Странно, что при такой известной всем репутации Стеничу удавались даже массовые розыгрыши, вроде коронного номера, устроенного с коллегами. Встретив как-то нескольких из них, он каждому сообщал по секрету: «Приехал важный человек, член редколлегии «Правды». Хочет видеть узкий круг реальных, настоящих писателей, вас в том числе. Только вы никому не говорите. Набежит народ, а он хочет приватной, тихой встречи». Оповестив так несколько человек, Стенич занял контрольно-наблюдательный пункт возле гостиницы, где якобы остановилось важное инкогнито. К назначенному часу, таясь и маскируясь друг от друга, начали стекаться литераторы. Народ валил валом. Тут был весь местный Союз писателей. Некоторых Стенич останавливал и мучительски допрашивал: «Вы куда?» – «Да так… вот тут… недалеко…» – мялся, норовясь улизнуть, пойманный. И каждый не выдавал секрета! Избранный не хотел уравнять себя с непосвященным!..

Такие эксперименты над человеческой природой доставляли Стеничу истинное наслаждение.

Очевидно, это был человек скорее удовольствия, чем долга, на обязательность которого излишне полагаться в деловых отношениях.

Но когда Грета уже решила так, Стенич сам вдруг объявился, позвонив ей в Москве. И без обиняков сообщил, что роман понравился и он берется за перевод.

То ли у Стенича был усталый с дороги вид, то ли она просто лучше его рассмотрела, но только если он и не вызывал у нее особых симпатий, то во всяком случае показался понятней и человечней, чем в первый раз. Одет он был, как и тогда, изысканно и крахмально. Но уже не прятал себя. И Грета увидела, что у Валентина Осиповича квадратное, пожалуй, только кажущееся волевым лицо, с чувственной ямочкой на подбородке, за тонкими стеклами очков тревожно ускользающий взгляд серых глаз, в котором читалась натура утонченная, заносчивая и ранимая.
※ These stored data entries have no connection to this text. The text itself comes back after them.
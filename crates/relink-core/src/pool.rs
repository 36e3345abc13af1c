/// A pool of reusable byte buffers sized for one datagram each.
///
/// Connections draw buffers for outgoing packets and retransmission
/// storage from here and return them once the packet is acknowledged or
/// the connection is destroyed, keeping the hot path free of per-packet
/// allocation.
pub struct BufferPool {
    /// Buffers ready for reuse.
    pool: Vec<Vec<u8>>,
    /// Capacity given to freshly created buffers.
    buffer_size: usize,
    /// Buffers beyond this are dropped instead of pooled.
    max_pool_size: usize,
}

impl BufferPool {
    /// Creates a pool with `start_size` buffers pre-allocated.
    pub fn new(buffer_size: usize, start_size: usize, max_pool_size: usize) -> Self {
        let start = start_size.min(max_pool_size);
        let mut pool = Vec::with_capacity(start);
        for _ in 0..start {
            pool.push(Vec::with_capacity(buffer_size));
        }
        Self { pool, buffer_size, max_pool_size }
    }

    /// Takes a cleared buffer from the pool, or creates one.
    pub fn take(&mut self) -> Vec<u8> {
        self.pool.pop().unwrap_or_else(|| Vec::with_capacity(self.buffer_size))
    }

    /// Returns a buffer for reuse. The buffer is cleared here so callers
    /// never observe stale bytes.
    pub fn put(&mut self, mut buffer: Vec<u8>) {
        if self.pool.len() < self.max_pool_size {
            buffer.clear();
            self.pool.push(buffer);
        }
    }

    /// Number of buffers currently available.
    pub fn available(&self) -> usize {
        self.pool.len()
    }

    /// Drops all pooled buffers.
    pub fn clear(&mut self) {
        self.pool.clear();
    }
}

impl Default for BufferPool {
    fn default() -> Self {
        Self::new(crate::constants::DEFAULT_MTU, 100, 5000)
    }
}

#[cfg(test)]
mod tests {
    use super::*;

    #[test]
    fn test_preallocates_start_size() {
        let pool = BufferPool::new(128, 10, 50);
        assert_eq!(pool.available(), 10);
    }

    #[test]
    fn test_take_and_put_reuses() {
        let mut pool = BufferPool::new(128, 0, 10);
        assert_eq!(pool.available(), 0);

        let mut buf = pool.take();
        assert!(buf.capacity() >= 128);
        buf.extend_from_slice(&[1, 2, 3]);

        pool.put(buf);
        assert_eq!(pool.available(), 1);

        // returned buffers come back cleared
        let buf = pool.take();
        assert!(buf.is_empty());
    }

    #[test]
    fn test_max_pool_size_enforced() {
        let mut pool = BufferPool::new(128, 0, 2);
        for _ in 0..5 {
            pool.put(Vec::new());
        }
        assert_eq!(pool.available(), 2);
    }

    #[test]
    fn test_start_size_capped_by_max() {
        let pool = BufferPool::new(128, 100, 10);
        assert_eq!(pool.available(), 10);
    }
}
Еще лучше поняла Грета Стенича, когда прочитала первые вышедшие из-под его пера главы романа. Она сама была переводчицей, достаточно уже прониклась атмосферой страны и слишком жила духом мастера, чтобы не чувствовать всю непреодолимую трудность передачи Брехта на чужом языке, по-русски.

Обнаженно прямодушное, как правда, слово Брехта, пожалуй, больше, чем всякое другое, гипнотизировало переводчика соблазном буквальной передачи. Откровенная публицистичность говорила сама за себя. Казалось, это тот случай, когда мудрить – только портить, бери напрямую! Но по дороге куда-то отлетала и терялась душа текста, оставались лишь скорлупа, панцирь, гипсовые слепки значений. Адресные книги вместо улиц живого города.

Особенно буквализм был уделом переводчиков, лишенных собственной сильной и четкой индивидуальности. Но иллюзорной точности уступали иногда даже и такие поэты-переводчики, как С. Третьяков и С. Кирсанов. А поскольку средних литераторов в области перевода всегда работало большинство, то самое трудное могло оказаться и самым легким.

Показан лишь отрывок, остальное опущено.